米下院歳入委員会は5月14日に、トランプ米大統領の看板政策である大規模減税の関連法案を賛成多数で承認しました。「トランプ減税」実現に向けて一歩前進したものの、今後10年で税収が約3兆8000億ドル減少すると試算されております。
トランプ氏は関税収入を財源の当てにしているものの、債務の増大は不可避とみられ、与党共和党の財政規律派は反発を強めております。同党は上下両院とも辛うじて過半数を維持しているに過ぎず、議会審議は難航することが想定されます。
◆米議会、トランプ減税で米財政赤字3兆8000億ドル増加すると試算
米議会上下両院の税制合同委員会(JCT)は5月13日に、トランプ米大統領の「看板政策」である大規模減税の関連法案草案で、今後10年の財政への影響に関する試算を公表。下院歳入委員会が提示した草案を踏まえると、2034年度までに財政赤字が約3兆8000億ドル増加する見込み。
大規模減税法案の草案では、2025年末に失効する大型所得減税が恒久化されます。
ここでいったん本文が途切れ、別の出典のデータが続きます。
//! Configuration resolver trait for layered overrides.
//!
//! # Architecture
//!
//! ```text
//! ConfigLoader.load()  →  CrewdeskConfig (base)
//!                              │
//!                              ▼
//!                     ConfigResolver.apply()
//!                              │
//!                              ▼
//!                     CrewdeskConfig (final)
//! ```
//!
//! # Example
//!
//! ```
//! use crewdesk_runtime::config::{ConfigResolver, CrewdeskConfig};
//!
//! struct CliOverrides {
//!     debug: Option<bool>,
//! }
//!
//! impl ConfigResolver for CliOverrides {
//!     fn apply(&self, config: &mut CrewdeskConfig) {
//!         if let Some(d) = self.debug {
//!             config.debug = d;
//!         }
//!     }
//! }
//!
//! let mut config = CrewdeskConfig::default();
//! CliOverrides { debug: Some(true) }.apply(&mut config);
//! assert!(config.debug);
//! ```

use super::CrewdeskConfig;

/// Trait for applying configuration overrides.
///
/// Separates file/env loading from runtime overrides such as CLI flags.
pub trait ConfigResolver {
    /// Applies overrides to the given configuration.
    ///
    /// Only values that were explicitly given should be applied,
    /// preserving existing values for unspecified options.
    fn apply(&self, config: &mut CrewdeskConfig);
}

/// No-op resolver that makes no changes.
#[derive(Debug, Clone, Copy, Default)]
pub struct NoOpResolver;

impl ConfigResolver for NoOpResolver {
    fn apply(&self, _config: &mut CrewdeskConfig) {}
}

#[cfg(test)]
mod tests {
    use super::*;

    #[test]
    fn noop_resolver_does_nothing() {
        let mut config = CrewdeskConfig::default();
        let original = config.clone();

        NoOpResolver.apply(&mut config);

        assert_eq!(config, original);
    }

    #[test]
    fn custom_resolver_only_touches_given_values() {
        struct AuditOff;

        impl ConfigResolver for AuditOff {
            fn apply(&self, config: &mut CrewdeskConfig) {
                config.audit.enabled = false;
            }
        }

        let mut config = CrewdeskConfig::default();
        config.debug = true;
        AuditOff.apply(&mut config);

        assert!(!config.audit.enabled);
        assert!(config.debug);
    }
}
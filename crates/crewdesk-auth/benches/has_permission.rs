//! Benchmark: permission check cost
//!
//! # Background
//!
//! List pages call `allowed_actions` once per row to decide which
//! affordances to render, so a page of 100 tickets runs ~500 checks.
//! This tracks the typed path against the string-keyed path that
//! request handlers use.
//!
//! # When to revisit
//!
//! - If predicates start allocating (e.g. string normalization)
//! - If the string path becomes the hot path for list pages

use criterion::{black_box, criterion_group, criterion_main, BenchmarkId, Criterion, Throughput};
use crewdesk_auth::{allowed_actions, check, has_permission, Query, TicketAction};
use crewdesk_types::{Role, Ticket, User};

fn bench_single_check(c: &mut Criterion) {
    let mut group = c.benchmark_group("has_permission");

    let leader = User::new("u1", Role::Leader, Some("c1"));
    let ticket = Ticket::new("u2", Some("c1"));

    group.bench_function("typed/literal", |b| {
        b.iter(|| black_box(has_permission::<Ticket>(&leader, TicketAction::Create, None)));
    });

    group.bench_function("typed/predicate", |b| {
        b.iter(|| black_box(has_permission(&leader, TicketAction::Close, Some(&ticket))));
    });

    group.bench_function("query/predicate", |b| {
        let query = Query::new("tickets", "close").with_record(&ticket);
        b.iter(|| black_box(check(&leader, &query)));
    });

    group.finish();
}

fn bench_list_page(c: &mut Criterion) {
    let mut group = c.benchmark_group("allowed_actions_page");
    let employee = User::new("u1", Role::Employee, Some("c1"));

    for rows in [10, 100, 500] {
        group.throughput(Throughput::Elements(rows as u64));
        let tickets: Vec<Ticket> = (0..rows)
            .map(|i| Ticket::new(format!("u{}", i % 3), Some("c1")))
            .collect();

        group.bench_with_input(BenchmarkId::new("Employee", rows), &tickets, |b, tickets| {
            b.iter(|| {
                for ticket in tickets {
                    black_box(allowed_actions(&employee, Some(ticket)));
                }
            });
        });
    }

    group.finish();
}

criterion_group!(benches, bench_single_check, bench_list_page);
criterion_main!(benches);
飲食店従業員らが受け取るチップや残業手当、高齢者向けの税額控除といった、トランプ氏の主な大統領選公約も盛り込まれました。ただ、チップなどの税額控除は2028年度までの時限措置。また、トランプ氏が「ぜひしたい」と述べていた富裕層の所得増税は、見送られております。このほか、児童税額控除の増額や、米国に工場を新設したり、既存設備の更新を行ったりする場合に経費の100%を控除する製造業振興策も含まれております。
JCTによると、こうした減税措置などにより、今後10年の財政赤字は約5兆6000億ドル増加する見込み。そのため、歳出増への対応として、バイデン前政権で実現した電気自動車(EV)をはじめとするクリーンエネルギー促進策を2025年末で撤回。また、私立大学の投資収入に対し、寄付金の多い大学ほど課税率を引き上げるなどの措置を行い、約1兆9000億ドルの歳入増を確保するとしております。ただ、JCTの財政赤字試算は甘いとの見方もある様で、米シンクタンク「責任ある連邦予算委員会」は、大規模減税関連法案が5兆3000億ドルの赤字増加につながるとの見通しを示しております。なお、法案には連邦政府の借入限度額である「債務上限」の4兆ドル引き上げも明記されました。
◆2025年度の米財政赤字、前年度比23%増
米議会予算局(CBO)は5月8日に、2025会計年度(2024年10月~2025年9月)の財政赤字が4月時点で、1兆0510億ドルに上るとの見通しを公表。前年度同時期から23%増加した計算となります。
歳出は9%増の4兆1610億ドルの見込み。生活費調整による社会保障給付金の支出増のほか、医療保険関連の支出も増加。債務の増大を背景とする国債利払い負担も11%増となり、引き続き重荷となっております。
一方、歳入は5%増の3兆1110億ドルと見込んでおります。所得税収が7%増。関税を含めた雑収入が21%増の1550億ドルで、うち関税が32%増の見込み。